- **TASK TO CARRY OUT**
Print nothing but the lines below starting at the line that holds "assert_eq!(summary.pending_outbox_count, 1);" and ending at the line that holds "assert_eq!(summary.incomplete_gc_run_count, 1);", including both, each exactly as written.

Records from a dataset
*-*-*
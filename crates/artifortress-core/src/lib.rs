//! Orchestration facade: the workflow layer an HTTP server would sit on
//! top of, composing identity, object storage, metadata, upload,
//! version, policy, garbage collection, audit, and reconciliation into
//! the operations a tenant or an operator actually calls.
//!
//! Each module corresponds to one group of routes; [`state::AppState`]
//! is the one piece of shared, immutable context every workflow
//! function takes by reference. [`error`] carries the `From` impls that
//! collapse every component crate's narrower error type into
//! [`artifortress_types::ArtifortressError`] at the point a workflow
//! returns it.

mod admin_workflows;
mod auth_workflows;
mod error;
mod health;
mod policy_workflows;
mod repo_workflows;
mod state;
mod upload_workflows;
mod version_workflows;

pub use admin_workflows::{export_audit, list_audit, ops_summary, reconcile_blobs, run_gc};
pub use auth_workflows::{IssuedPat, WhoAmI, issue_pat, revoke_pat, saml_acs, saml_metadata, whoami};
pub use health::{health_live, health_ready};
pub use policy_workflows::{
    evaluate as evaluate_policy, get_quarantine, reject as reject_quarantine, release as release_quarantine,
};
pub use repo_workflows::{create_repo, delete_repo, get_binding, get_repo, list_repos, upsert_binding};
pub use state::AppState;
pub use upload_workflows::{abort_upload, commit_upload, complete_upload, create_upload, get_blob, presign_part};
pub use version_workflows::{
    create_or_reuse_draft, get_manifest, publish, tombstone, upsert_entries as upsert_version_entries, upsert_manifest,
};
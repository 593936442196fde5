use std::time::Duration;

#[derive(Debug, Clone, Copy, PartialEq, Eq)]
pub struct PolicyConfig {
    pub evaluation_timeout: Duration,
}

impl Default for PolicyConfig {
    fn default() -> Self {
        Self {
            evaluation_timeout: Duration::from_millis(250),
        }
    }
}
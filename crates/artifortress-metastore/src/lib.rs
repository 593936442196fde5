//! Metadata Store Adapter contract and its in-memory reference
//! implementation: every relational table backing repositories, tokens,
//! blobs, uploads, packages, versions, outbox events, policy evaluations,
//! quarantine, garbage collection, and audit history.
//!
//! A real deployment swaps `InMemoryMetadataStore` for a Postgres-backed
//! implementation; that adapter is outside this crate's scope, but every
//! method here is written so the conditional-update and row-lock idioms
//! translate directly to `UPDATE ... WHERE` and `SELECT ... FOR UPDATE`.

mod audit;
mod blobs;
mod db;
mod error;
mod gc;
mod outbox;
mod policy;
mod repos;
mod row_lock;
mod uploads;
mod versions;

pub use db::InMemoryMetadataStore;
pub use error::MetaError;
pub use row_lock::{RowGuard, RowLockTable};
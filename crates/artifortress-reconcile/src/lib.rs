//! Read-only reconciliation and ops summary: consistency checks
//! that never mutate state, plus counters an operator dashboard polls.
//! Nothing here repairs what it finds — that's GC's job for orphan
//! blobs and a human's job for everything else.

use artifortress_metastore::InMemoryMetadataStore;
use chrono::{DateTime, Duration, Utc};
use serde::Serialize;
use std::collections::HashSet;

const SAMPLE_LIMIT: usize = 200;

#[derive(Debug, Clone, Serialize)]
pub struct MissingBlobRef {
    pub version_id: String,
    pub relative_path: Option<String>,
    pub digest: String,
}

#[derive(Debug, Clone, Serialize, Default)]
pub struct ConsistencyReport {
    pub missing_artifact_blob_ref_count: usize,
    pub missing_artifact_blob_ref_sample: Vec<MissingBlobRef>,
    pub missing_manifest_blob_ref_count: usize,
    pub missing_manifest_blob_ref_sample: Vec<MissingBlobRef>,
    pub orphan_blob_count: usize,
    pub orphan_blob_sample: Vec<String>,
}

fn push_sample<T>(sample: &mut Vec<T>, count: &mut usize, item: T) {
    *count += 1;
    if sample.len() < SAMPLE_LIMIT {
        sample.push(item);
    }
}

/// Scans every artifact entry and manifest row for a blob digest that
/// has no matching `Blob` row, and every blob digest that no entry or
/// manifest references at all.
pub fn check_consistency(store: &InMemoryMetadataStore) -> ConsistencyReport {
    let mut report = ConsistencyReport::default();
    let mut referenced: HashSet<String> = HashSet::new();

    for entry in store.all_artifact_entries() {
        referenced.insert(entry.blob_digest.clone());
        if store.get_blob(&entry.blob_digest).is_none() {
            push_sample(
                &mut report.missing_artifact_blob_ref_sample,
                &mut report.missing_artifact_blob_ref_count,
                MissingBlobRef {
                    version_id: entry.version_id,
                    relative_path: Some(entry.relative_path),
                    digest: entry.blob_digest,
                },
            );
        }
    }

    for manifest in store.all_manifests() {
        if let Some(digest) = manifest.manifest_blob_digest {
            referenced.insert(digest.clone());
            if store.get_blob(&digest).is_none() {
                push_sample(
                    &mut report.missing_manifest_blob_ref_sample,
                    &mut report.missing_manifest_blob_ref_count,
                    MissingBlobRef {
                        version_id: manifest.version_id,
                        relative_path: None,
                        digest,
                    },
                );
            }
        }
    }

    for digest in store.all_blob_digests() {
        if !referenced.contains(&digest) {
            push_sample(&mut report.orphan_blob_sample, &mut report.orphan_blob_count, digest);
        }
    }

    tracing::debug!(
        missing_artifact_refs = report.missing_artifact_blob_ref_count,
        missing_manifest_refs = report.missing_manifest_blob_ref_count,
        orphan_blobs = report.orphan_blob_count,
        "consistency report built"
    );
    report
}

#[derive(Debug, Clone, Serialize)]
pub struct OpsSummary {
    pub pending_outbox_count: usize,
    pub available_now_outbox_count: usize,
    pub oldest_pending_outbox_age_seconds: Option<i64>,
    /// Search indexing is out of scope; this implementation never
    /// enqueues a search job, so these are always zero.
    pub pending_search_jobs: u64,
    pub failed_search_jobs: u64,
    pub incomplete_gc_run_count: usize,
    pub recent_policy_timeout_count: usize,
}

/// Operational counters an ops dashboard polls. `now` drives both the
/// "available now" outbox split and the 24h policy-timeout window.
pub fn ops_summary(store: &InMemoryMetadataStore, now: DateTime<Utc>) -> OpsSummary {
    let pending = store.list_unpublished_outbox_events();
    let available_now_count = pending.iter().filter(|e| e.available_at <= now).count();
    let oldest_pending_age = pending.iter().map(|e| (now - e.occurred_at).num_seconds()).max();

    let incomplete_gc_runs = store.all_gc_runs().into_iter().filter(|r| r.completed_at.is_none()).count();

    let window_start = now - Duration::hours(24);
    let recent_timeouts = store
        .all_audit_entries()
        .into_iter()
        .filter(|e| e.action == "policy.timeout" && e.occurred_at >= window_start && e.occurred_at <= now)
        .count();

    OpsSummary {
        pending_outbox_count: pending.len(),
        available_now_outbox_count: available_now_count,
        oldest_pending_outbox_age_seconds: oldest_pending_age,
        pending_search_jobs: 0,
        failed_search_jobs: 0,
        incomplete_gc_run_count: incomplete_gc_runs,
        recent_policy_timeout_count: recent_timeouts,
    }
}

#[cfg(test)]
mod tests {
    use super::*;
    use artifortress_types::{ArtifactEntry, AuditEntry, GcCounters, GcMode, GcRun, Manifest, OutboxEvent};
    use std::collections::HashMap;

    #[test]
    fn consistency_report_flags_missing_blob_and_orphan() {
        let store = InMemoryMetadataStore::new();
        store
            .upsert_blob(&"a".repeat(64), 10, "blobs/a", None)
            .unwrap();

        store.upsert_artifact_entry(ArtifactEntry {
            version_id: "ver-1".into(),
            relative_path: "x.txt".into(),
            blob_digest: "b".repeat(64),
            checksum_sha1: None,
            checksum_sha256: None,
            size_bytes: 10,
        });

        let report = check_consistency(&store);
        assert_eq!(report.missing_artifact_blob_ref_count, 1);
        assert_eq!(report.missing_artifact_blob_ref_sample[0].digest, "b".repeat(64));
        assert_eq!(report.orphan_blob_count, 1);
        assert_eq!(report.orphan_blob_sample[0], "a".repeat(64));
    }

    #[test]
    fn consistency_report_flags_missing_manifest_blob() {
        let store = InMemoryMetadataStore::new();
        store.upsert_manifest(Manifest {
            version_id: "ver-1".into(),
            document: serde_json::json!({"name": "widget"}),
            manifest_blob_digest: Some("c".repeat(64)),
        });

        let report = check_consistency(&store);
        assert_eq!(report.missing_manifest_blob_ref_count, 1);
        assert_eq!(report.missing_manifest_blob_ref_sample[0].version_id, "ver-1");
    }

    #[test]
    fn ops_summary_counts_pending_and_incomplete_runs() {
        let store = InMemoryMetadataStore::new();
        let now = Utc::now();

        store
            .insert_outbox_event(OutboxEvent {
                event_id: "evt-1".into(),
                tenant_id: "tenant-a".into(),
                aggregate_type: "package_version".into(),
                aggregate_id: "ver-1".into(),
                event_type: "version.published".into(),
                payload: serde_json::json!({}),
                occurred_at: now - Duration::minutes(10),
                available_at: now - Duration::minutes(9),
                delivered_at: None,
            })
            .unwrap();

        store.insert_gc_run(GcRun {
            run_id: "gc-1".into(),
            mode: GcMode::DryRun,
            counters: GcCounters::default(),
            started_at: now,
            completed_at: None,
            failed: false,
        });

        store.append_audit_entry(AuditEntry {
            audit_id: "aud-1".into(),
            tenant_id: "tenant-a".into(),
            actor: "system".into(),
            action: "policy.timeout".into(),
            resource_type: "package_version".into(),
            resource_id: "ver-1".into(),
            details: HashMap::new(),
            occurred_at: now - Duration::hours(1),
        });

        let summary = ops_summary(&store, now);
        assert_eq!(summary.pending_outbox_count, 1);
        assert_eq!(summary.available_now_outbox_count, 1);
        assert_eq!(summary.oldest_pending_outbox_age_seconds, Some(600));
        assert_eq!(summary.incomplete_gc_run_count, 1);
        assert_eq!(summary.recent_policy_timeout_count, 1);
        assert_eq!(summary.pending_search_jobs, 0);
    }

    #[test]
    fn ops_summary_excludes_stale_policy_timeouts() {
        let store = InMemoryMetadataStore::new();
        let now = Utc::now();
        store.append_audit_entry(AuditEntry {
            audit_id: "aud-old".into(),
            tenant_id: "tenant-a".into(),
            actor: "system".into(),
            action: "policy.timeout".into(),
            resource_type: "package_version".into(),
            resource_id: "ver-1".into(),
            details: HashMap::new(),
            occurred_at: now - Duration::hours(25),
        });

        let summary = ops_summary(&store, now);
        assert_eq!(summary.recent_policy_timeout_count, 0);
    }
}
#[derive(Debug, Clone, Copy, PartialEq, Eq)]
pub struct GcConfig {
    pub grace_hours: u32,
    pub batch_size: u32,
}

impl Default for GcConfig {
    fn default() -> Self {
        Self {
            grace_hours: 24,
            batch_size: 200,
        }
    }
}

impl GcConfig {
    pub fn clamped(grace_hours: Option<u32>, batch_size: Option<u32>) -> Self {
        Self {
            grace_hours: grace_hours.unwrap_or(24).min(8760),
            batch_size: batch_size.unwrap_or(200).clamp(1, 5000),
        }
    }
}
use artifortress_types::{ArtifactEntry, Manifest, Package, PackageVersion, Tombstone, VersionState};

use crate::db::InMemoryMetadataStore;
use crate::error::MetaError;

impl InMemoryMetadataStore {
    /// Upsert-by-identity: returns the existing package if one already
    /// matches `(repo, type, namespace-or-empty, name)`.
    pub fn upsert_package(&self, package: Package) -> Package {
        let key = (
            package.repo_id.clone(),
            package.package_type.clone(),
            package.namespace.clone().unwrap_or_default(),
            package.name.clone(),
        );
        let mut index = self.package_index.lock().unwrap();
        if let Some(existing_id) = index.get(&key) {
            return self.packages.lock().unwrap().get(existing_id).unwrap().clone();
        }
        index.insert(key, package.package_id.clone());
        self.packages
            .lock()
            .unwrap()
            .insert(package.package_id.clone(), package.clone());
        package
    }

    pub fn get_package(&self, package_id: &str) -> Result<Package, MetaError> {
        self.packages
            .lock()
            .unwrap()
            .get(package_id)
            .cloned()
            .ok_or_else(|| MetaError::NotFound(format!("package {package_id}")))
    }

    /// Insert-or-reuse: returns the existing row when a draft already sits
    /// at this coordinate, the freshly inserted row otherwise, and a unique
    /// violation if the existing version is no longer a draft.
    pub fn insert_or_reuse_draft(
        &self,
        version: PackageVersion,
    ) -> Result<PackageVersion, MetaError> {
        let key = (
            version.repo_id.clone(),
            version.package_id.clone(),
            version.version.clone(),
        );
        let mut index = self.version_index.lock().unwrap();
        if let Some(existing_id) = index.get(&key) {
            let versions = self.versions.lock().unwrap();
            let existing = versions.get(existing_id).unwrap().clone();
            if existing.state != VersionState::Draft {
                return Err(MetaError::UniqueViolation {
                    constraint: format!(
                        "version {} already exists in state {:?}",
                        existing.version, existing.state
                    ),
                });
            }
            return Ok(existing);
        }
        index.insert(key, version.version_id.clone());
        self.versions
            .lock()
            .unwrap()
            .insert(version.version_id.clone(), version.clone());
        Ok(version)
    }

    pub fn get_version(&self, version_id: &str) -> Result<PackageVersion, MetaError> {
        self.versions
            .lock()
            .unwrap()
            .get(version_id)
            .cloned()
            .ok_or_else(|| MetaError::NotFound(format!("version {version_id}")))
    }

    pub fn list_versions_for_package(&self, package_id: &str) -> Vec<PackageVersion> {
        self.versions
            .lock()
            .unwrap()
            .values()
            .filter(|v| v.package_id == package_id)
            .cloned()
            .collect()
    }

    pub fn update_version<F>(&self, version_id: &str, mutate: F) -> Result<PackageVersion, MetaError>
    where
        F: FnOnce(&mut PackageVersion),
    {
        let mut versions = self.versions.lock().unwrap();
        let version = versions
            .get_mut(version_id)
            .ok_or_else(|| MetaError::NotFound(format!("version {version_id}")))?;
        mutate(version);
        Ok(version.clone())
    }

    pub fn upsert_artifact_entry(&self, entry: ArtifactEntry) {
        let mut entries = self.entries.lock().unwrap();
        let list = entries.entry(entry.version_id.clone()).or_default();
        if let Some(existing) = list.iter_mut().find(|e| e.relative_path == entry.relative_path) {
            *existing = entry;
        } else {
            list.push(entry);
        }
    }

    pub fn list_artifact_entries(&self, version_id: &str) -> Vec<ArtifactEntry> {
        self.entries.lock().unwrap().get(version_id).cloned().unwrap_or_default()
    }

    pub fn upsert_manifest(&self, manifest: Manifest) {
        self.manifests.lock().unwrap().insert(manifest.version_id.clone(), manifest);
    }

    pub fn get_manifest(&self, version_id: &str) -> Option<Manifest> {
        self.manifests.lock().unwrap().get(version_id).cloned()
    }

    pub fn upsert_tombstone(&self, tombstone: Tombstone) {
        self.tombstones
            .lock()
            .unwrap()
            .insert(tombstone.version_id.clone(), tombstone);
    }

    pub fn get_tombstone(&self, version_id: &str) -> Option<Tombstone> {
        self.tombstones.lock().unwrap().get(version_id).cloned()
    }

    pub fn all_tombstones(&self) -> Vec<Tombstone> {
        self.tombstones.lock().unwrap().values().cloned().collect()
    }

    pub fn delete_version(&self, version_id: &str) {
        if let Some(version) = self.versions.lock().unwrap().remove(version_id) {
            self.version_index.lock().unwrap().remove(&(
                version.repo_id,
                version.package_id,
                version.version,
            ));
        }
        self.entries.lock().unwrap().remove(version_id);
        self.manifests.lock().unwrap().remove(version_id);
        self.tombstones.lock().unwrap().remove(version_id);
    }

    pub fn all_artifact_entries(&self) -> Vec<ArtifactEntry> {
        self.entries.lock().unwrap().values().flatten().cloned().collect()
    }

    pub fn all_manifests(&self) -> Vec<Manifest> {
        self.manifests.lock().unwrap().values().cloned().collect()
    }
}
*-*-*
- **RESPONSE AREA**
        assert_eq!(summary.pending_outbox_count, 1);
        assert_eq!(summary.available_now_outbox_count, 1);
        assert_eq!(summary.oldest_pending_outbox_age_seconds, Some(600));
        assert_eq!(summary.incomplete_gc_run_count, 1);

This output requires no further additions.